Rui Cardoso Martins

A Mensageira e a Perita

(Ilustração: João Vasco Correia)

Crónica "Levante-se o réu", por Rui Cardoso Martins.

Que belo combate de olhos. Duelo de movimentos, torneio das artes do furto. Hoje, no entanto, nada disso: a Mensageira não compareceu à chamada e o julgamento fez-se sem ela, só pudemos ouvir a Perita. Isto foi a 13 de Outubro de 2020, nas Amoreiras, em Lisboa.

– Eu estava a atender clientes e o meu colega estava a fazer armazém, estávamos os dois sozinhos e eu a atender a caixa e dei conta que estava a ser vigiada pela arguida.

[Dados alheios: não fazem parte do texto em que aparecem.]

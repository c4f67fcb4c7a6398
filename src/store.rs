//! The backing segment: a capacity-bounded bump store.
//!
//! The segment is the primitive underneath the allocator: a single
//! contiguous byte buffer that only ever grows, by bumping its high-water
//! mark. It knows nothing about blocks, tags, or free lists; the heap core
//! consumes it through `extend`/`low`/`high` and never touches bytes
//! outside `[low, high)`.

use crate::error::{HeapError, Result};

/// Default segment capacity: 16 MB.
pub const DEFAULT_SEGMENT_BYTES: usize = 16 * 1024 * 1024;

/// Maximum segment capacity: 4 GB.
pub const MAX_SEGMENT_BYTES: usize = 4 * 1024 * 1024 * 1024;

/// A growable, capacity-bounded byte segment.
#[derive(Debug)]
pub struct Segment {
    bytes: Vec<u8>,
    limit: usize,
}

impl Segment {
    /// Create an empty segment that may grow up to `limit` bytes.
    #[must_use]
    pub fn new(limit: usize) -> Self {
        Self {
            bytes: Vec::new(),
            limit: limit.min(MAX_SEGMENT_BYTES),
        }
    }

    /// Grow the segment by `bytes` zeroed bytes.
    ///
    /// Returns the byte offset the new region starts at (the old high-water
    /// mark), or [`HeapError::OutOfMemory`] if the capacity limit would be
    /// exceeded. On failure the segment is unchanged.
    pub fn extend(&mut self, bytes: usize) -> Result<usize> {
        let old_high = self.bytes.len();
        if bytes > self.limit - old_high {
            tracing::debug!(
                requested = bytes,
                available = self.limit - old_high,
                "segment extend refused"
            );
            return Err(HeapError::OutOfMemory {
                requested: bytes as u64,
                available: (self.limit - old_high) as u64,
            });
        }
        self.bytes.resize(old_high + bytes, 0);
        Ok(old_high)
    }

    /// Truncate back to zero length, keeping the backing storage.
    pub fn reset(&mut self) {
        self.bytes.clear();
    }

    /// Drop the backing storage entirely, keeping the capacity limit.
    pub fn release(&mut self) {
        self.bytes = Vec::new();
    }

    /// Low bound of the segment (always zero; kept for API symmetry).
    #[must_use]
    pub fn low(&self) -> usize {
        0
    }

    /// High-water mark: one past the last valid byte.
    #[must_use]
    pub fn high(&self) -> usize {
        self.bytes.len()
    }

    /// Capacity limit in bytes.
    #[must_use]
    pub fn limit(&self) -> usize {
        self.limit
    }

    /// Read access to the segment's cells.
    #[must_use]
    pub fn cells(&self) -> &[u8] {
        &self.bytes
    }

    /// Write access to the segment's cells.
    #[must_use]
    pub fn cells_mut(&mut self) -> &mut [u8] {
        &mut self.bytes
    }
}
//! Server and CORS configuration.

use serde::{Deserialize, Serialize};

/// HTTP server configuration.
#[derive(Debug, Clone, Serialize, Deserialize)]
pub struct ServerConfig {
    /// Bind address.
    #[serde(default = "default_host")]
    pub host: String,
    /// Bind port.
    #[serde(default = "default_port")]
    pub port: u16,
    /// Graceful shutdown timeout in seconds.
    #[serde(default = "default_shutdown_grace")]
    pub shutdown_grace_seconds: u64,
    /// CORS configuration.
    #[serde(default)]
    pub cors: CorsConfig,
}

/// CORS (Cross-Origin Resource Sharing) configuration.
#[derive(Debug, Clone, Serialize, Deserialize)]
pub struct CorsConfig {
    /// Allowed origins (use `["*"]` for development only).
    #[serde(default = "default_allowed_origins")]
    pub allowed_origins: Vec<String>,
    /// Allowed HTTP methods.
    #[serde(default = "default_allowed_methods")]
    pub allowed_methods: Vec<String>,
    /// Allowed HTTP headers.
    #[serde(default = "default_allowed_headers")]
    pub allowed_headers: Vec<String>,
    /// Max age for preflight cache in seconds.
    #[serde(default = "default_max_age")]
    pub max_age_seconds: u64,
}

impl Default for CorsConfig {
    fn default() -> Self {
        Self {
            allowed_origins: default_allowed_origins(),
            allowed_methods: default_allowed_methods(),
            allowed_headers: default_allowed_headers(),
            max_age_seconds: default_max_age(),
        }
    }
}

fn default_host() -> String {
    "0.0.0.0".to_string()
}

fn default_port() -> u16 {
    8080
}

fn default_shutdown_grace() -> u64 {
    30
}

fn default_allowed_origins() -> Vec<String> {
    vec!["*".to_string()]
}

fn default_allowed_methods() -> Vec<String> {
    vec![
        "GET".to_string(),
        "POST".to_string(),
        "PUT".to_string(),
        "DELETE".to_string(),
        "PATCH".to_string(),
        "OPTIONS".to_string(),
    ]
}

fn default_allowed_headers() -> Vec<String> {
    vec!["*".to_string()]
}

fn default_max_age() -> u64 {
    3600
}
//! Generic repository trait for database access.

use async_trait::async_trait;

use crate::result::AppResult;
use crate::types::pagination::{PageRequest, PageResponse};
use crate::types::sorting::SortField;

/// Generic CRUD repository trait.
///
/// `Entity` is a stored row with an assigned identity, `New` is the payload
/// used to insert one. Entity-specific query methods (parent-key filters,
/// association filters, eager fetches) are defined on the concrete
/// repository structs.
#[async_trait]
pub trait Repository<Entity, New>: Send + Sync + 'static
where
    Entity: Send + Sync + 'static + serde::Serialize,
    New: Send + Sync + 'static,
{
    /// Find an entity by its primary key. Absence is `Ok(None)`, not an error.
    async fn find_by_id(&self, id: i64) -> AppResult<Option<Entity>>;

    /// Find all entities with pagination and optional sorting.
    ///
    /// Ordering must be deterministic across repeated calls on unchanged
    /// data; implementations tie-break on ascending identity.
    async fn find_all(
        &self,
        page: &PageRequest,
        sort: Option<&SortField>,
    ) -> AppResult<PageResponse<Entity>>;

    /// Insert a new entity and return the stored row with its assigned id.
    async fn create(&self, data: &New) -> AppResult<Entity>;

    /// Overwrite every field of an existing entity and return the stored row.
    async fn update(&self, entity: &Entity) -> AppResult<Entity>;

    /// Delete an entity by its primary key. Returns `true` if a row was removed.
    async fn delete(&self, id: i64) -> AppResult<bool>;

    /// Count total entities.
    async fn count(&self) -> AppResult<u64>;
}
//! Request/response logging middleware.

use std::time::Instant;

use axum::extract::Request;
use axum::middleware::Next;
use axum::response::Response;
use tracing::info;

/// Logs request method, path, status, and duration.
pub async fn request_logging(request: Request, next: Next) -> Response {
    let method = request.method().clone();
    let uri = request.uri().clone();
    let start = Instant::now();

    let response = next.run(request).await;

    let duration = start.elapsed();
    let status = response.status();

    info!(
        method = %method,
        path = %uri.path(),
        status = %status.as_u16(),
        duration_ms = %duration.as_millis(),
        "HTTP request"
    );

    response
}
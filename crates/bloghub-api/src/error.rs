//! Maps domain `AppError` to HTTP responses.

use axum::Json;
use axum::http::StatusCode;
use axum::response::{IntoResponse, Response};
use serde::{Deserialize, Serialize};

use bloghub_core::error::{AppError, ErrorKind};

/// Standard API error response body.
#[derive(Debug, Clone, Serialize, Deserialize)]
pub struct ApiErrorResponse {
    /// Machine-readable error code.
    pub error: String,
    /// Human-readable message.
    pub message: String,
    /// Optional details.
    #[serde(skip_serializing_if = "Option::is_none")]
    pub details: Option<serde_json::Value>,
}

/// Wrapper so that `AppError` can implement Axum's `IntoResponse` from
/// this crate (the error type lives in `bloghub-core`).
#[derive(Debug)]
pub struct ApiError(pub AppError);

impl From<AppError> for ApiError {
    fn from(err: AppError) -> Self {
        Self(err)
    }
}

impl IntoResponse for ApiError {
    fn into_response(self) -> Response {
        let err = self.0;
        let (status, error_code) = match err.kind {
            ErrorKind::NotFound => (StatusCode::NOT_FOUND, "NOT_FOUND"),
            ErrorKind::InvalidArgument => (StatusCode::BAD_REQUEST, "INVALID_ARGUMENT"),
            ErrorKind::Validation => (StatusCode::BAD_REQUEST, "VALIDATION_ERROR"),
            ErrorKind::Conflict => (StatusCode::CONFLICT, "CONFLICT"),
            ErrorKind::ServiceUnavailable => {
                (StatusCode::SERVICE_UNAVAILABLE, "SERVICE_UNAVAILABLE")
            }
            ErrorKind::Database => {
                tracing::error!(error = %err.message, "Database error");
                (StatusCode::INTERNAL_SERVER_ERROR, "DATABASE_ERROR")
            }
            ErrorKind::Configuration | ErrorKind::Serialization | ErrorKind::Internal => {
                tracing::error!(error = %err.message, "Internal server error");
                (StatusCode::INTERNAL_SERVER_ERROR, "INTERNAL_ERROR")
            }
        };

        let body = ApiErrorResponse {
            error: error_code.to_string(),
            message: err.message,
            details: None,
        };

        (status, Json(body)).into_response()
    }
}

– Vigiada, como?, perguntou a procuradora.

– Senti-me observada. E vi mais duas pessoas que estavam a acompanhar a arguida. Foi então que eu percebi que estávamos a ser roubados.

– Como é que se apercebeu disso?

– Pelos gestos. Elas estavam a comunicar entre si e estavam com várias peças na mão e… sentiram-se confrontadas, ficaram sem jeito quando as confrontei.

– Portanto, a arguida tinha peças na mão e…

– A arguida não tinha peças, a arguida era a Mensageira!

A palavra caiu no tribunal como uma chave secreta. Agora íamos todos – juíza, procuradora, advogadas, escrivão e eu que também escrevia – saber que coisa no Mundo é uma Mensageira:

– Estava a observar-me para que elas pudessem fazer o furto.

Mensageira: a que vigia a própria vigilante. Duas mulheres fugiram com as malas cheias de roupa, ela ficou para trás.

– E não conseguiu fugir porquê?

– Não sei, ficou mais para trás… as outras já estavam dentro da loja mas mais perto da saída. E quando se aperceberam que eu me estava a chegar a elas, fugiram. E ela ficou para trás porque eu confrontei-a e apareceu o segurança e o polícia.

O tribunal admirado com a exactidão da queixa.

– São 206,90€. Seis pares de calças, três camisolas, uma saia.

– Confirma que foram esses os artigos?

– Exacto. Mas, além dos artigos roubados que não foram encontrados, encontrámos peças que foram deixadas para trás por não terem conseguido levar. Muitas tinham alarme, muitas já não tinham alarme ou estava danificado.

– Mas aí… mas isto está muito bem! A senhora é uma perita em furtos, não é?, exclamou a procuradora.

– Eu trabalho nessa loja, respondeu a Perita, lapidar, abanando a juba espessa.

Primeiros risos no tribunal. E os alarmes, como os tiram as ladras?

– Já encontrámos ganchos, mas não de cabelo, são ganchos específicos para… há várias coisas… há um alicate mesmo para… Neste caso deve ter sido o gancho, porque o alarme… só a parte em que entra o alfinete é que estava danificada.

– Foi a primeira vez que viu esta senhora?

– Não, já as conhecia por irem lá à loja, sim. E ficámos de olho. Os seguranças e os polícias do centro também.

Na advogada de acusação, ainda uma dúvida sobre tais certezas:

– Eu só queria que me esclarecesse uma coisa: como é que conseguiu apurar quais eram as peças que foram levadas?

– Vou-lhe explicar. Na nossa empresa nós temos um programa. Antigamente nas lojas, tínhamos a etiqueta, não é?, e passávamos o código de barras para dar o valor da peça. E depois é que se retirava o alarme. Hoje em dia já está tudo no alarme. Nós temos uma máquina que nos dá a informação do que é, o alarme já diz o que é a peça.

A juíza abriu os braços em largo leque. Agora havia verdadeira alegria no trabalho.

– Terminou o seu depoimento. Bom resto de dia. E continue assim, toda despachada. Uma grande especialista em furtos, hã!? É assim mesmo. Olhe, a gente vai dizer bem de si à administração da sua empresa!

– Adeus, muito obrigada!, arrulhou a Perita, e saiu esticando o rasto de elogios trocados atrás dela.

“Que senhora tão despachada, é segurança, é vendedora!, é tudo!, é tudo! ela até pode dar formação às colegas, chega lá, sozinha na loja!, até podia fechar os olhos! mas não, e ali nas Amoreiras é para ganhar boa experiência, ninguém diria!”

Quanto à Mensageira, a ausente, era outra a mensagem: pela participação em furto consumado, por ser useira de burlas informáticas e licenciada em cheques carecas, a procuradora pediu pena de prisão efectiva, isto é, sentença a sério, com os olhos e as mãos numa cela, atrás das grades.